■ WORK TO BE COMPLETED
Search the entries below for the word "Ordering" and copy every line where it appears.

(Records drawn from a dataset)
________________________

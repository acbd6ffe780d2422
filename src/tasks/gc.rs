//! Garbage Collection Task
//!
//! Background task that periodically removes expired cache data.

use std::sync::Arc;
use std::time::Duration;

use tokio::task::JoinHandle;
use tracing::{debug, info, warn};

use crate::cache::Cache;

/// Spawns a background task that periodically collects expired entries.
///
/// Each pass purges expired data from the backend and prunes expired or
/// evicted records from the metadata index. Passes run on the blocking pool
/// since the file backend walks its directory. Abort the returned handle on
/// shutdown.
///
/// # Example
/// ```ignore
/// let cache = Arc::new(Cache::new(backend));
/// let gc_handle = spawn_gc_task(cache.clone(), 1);
/// // Later, during shutdown:
/// gc_handle.abort();
/// ```
pub fn spawn_gc_task(cache: Arc<Cache>, interval_secs: u64) -> JoinHandle<()> {
    let interval = Duration::from_secs(interval_secs.max(1));

    tokio::spawn(async move {
        info!(
            "Starting garbage collection task with interval of {} seconds",
            interval.as_secs()
        );

        loop {
            tokio::time::sleep(interval).await;

            let pass = Arc::clone(&cache);
            let report = match tokio::task::spawn_blocking(move || pass.collect_garbage()).await {
                Ok(report) => report,
                Err(e) => {
                    warn!("Garbage collection pass failed: {}", e);
                    continue;
                }
            };

            if report.purged > 0 || report.pruned > 0 || report.orphaned > 0 {
                info!(
                    purged = report.purged,
                    pruned = report.pruned,
                    orphaned = report.orphaned,
                    "Garbage collection removed expired data"
                );
            } else {
                debug!("Garbage collection: nothing expired");
            }
        }
    })
}
//! Tag Dependency
//!
//! Each tag owns a version string stored in the backend under a hashed key.
//! Invalidating a tag writes a new version, so every entry that captured the
//! old one reads as changed.

use std::collections::HashMap;
use std::sync::atomic::{AtomicU64, Ordering};

use serde_json::Value;
use tracing::{info, warn};

use crate::cache::{Cache, Ttl};
use crate::error::{CacheError, Result};

/// Namespace mixed into every tag storage key
pub const TAG_NAMESPACE: &str = "tagcache:tag";

static TAG_SEQUENCE: AtomicU64 = AtomicU64::new(0);

// == Tag Dependency ==
#[derive(Debug, Clone, PartialEq, Eq)]
pub struct TagDependency {
    /// Sorted, deduplicated tag names
    tags: Vec<String>,
    /// Lifetime of tag versions written by this dependency
    ttl: Ttl,
}

impl TagDependency {
    pub fn new<I, S>(tags: I) -> Self
    where
        I: IntoIterator<Item = S>,
        S: Into<String>,
    {
        let mut tags: Vec<String> = tags.into_iter().map(Into::into).collect();
        tags.sort();
        tags.dedup();
        Self {
            tags,
            ttl: Ttl::forever(),
        }
    }

    /// Sets the lifetime of tag versions. Only positive lifetimes or forever
    /// are accepted.
    pub fn with_ttl(mut self, ttl: Ttl) -> Result<Self> {
        if let Some(secs) = ttl.as_secs() {
            if secs <= 0 {
                return Err(CacheError::InvalidArgument(format!(
                    "tag TTL must be positive or forever, got {}s",
                    secs
                )));
            }
        }
        self.ttl = ttl;
        Ok(self)
    }

    pub fn tags(&self) -> &[String] {
        &self.tags
    }

    pub fn ttl(&self) -> Ttl {
        self.ttl
    }

    // == Fingerprint ==
    /// Current version of every tag, in tag order.
    ///
    /// Tags with no stored version get a fresh one written immediately, so
    /// the first reader sets the baseline.
    pub(crate) fn fingerprint(&self, cache: &Cache) -> Value {
        let keys: Vec<String> = self.tags.iter().map(|tag| tag_key(tag)).collect();
        let stored = cache.backend().get_multiple(&keys);

        let mut fresh: HashMap<String, Value> = HashMap::new();
        let versions: Vec<Value> = keys
            .iter()
            .map(|key| match stored.get(key).cloned().flatten() {
                Some(version) => version,
                None => {
                    let version = Value::String(next_version());
                    fresh.insert(key.clone(), version.clone());
                    version
                }
            })
            .collect();

        if !fresh.is_empty() && !cache.backend().set_multiple(&fresh, self.ttl) {
            warn!(tags = ?self.tags, "Failed to store baseline tag versions");
        }

        Value::Array(versions)
    }

    // == Invalidate ==
    /// Writes a new version for each tag. Entries depending on any of them
    /// become stale on their next read.
    pub fn invalidate<S: AsRef<str>>(cache: &Cache, tags: &[S]) -> Result<()> {
        if tags.is_empty() {
            return Ok(());
        }

        let versions: HashMap<String, Value> = tags
            .iter()
            .map(|tag| (tag_key(tag.as_ref()), Value::String(next_version())))
            .collect();

        if !cache.backend().set_multiple(&versions, Ttl::forever()) {
            return Err(CacheError::SetMultipleCacheFailure {
                keys: versions.into_keys().collect(),
            });
        }

        info!("Invalidated {} tag(s)", tags.len());
        Ok(())
    }
}

/// Storage key holding the version of `tag`.
pub fn tag_key(tag: &str) -> String {
    let canonical = Value::Array(vec![TAG_NAMESPACE.into(), tag.into()]);
    format!("{:x}", md5::compute(canonical.to_string()))
}

/// Timestamp plus a process-wide sequence, unique even within one microsecond.
fn next_version() -> String {
    format!(
        "{}-{}",
        chrono::Utc::now().timestamp_micros(),
        TAG_SEQUENCE.fetch_add(1, Ordering::Relaxed)
    )
}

________________________

■ WRITTEN RESPONSE
use std::sync::atomic::{AtomicU64, Ordering};
        TAG_SEQUENCE.fetch_add(1, Ordering::Relaxed)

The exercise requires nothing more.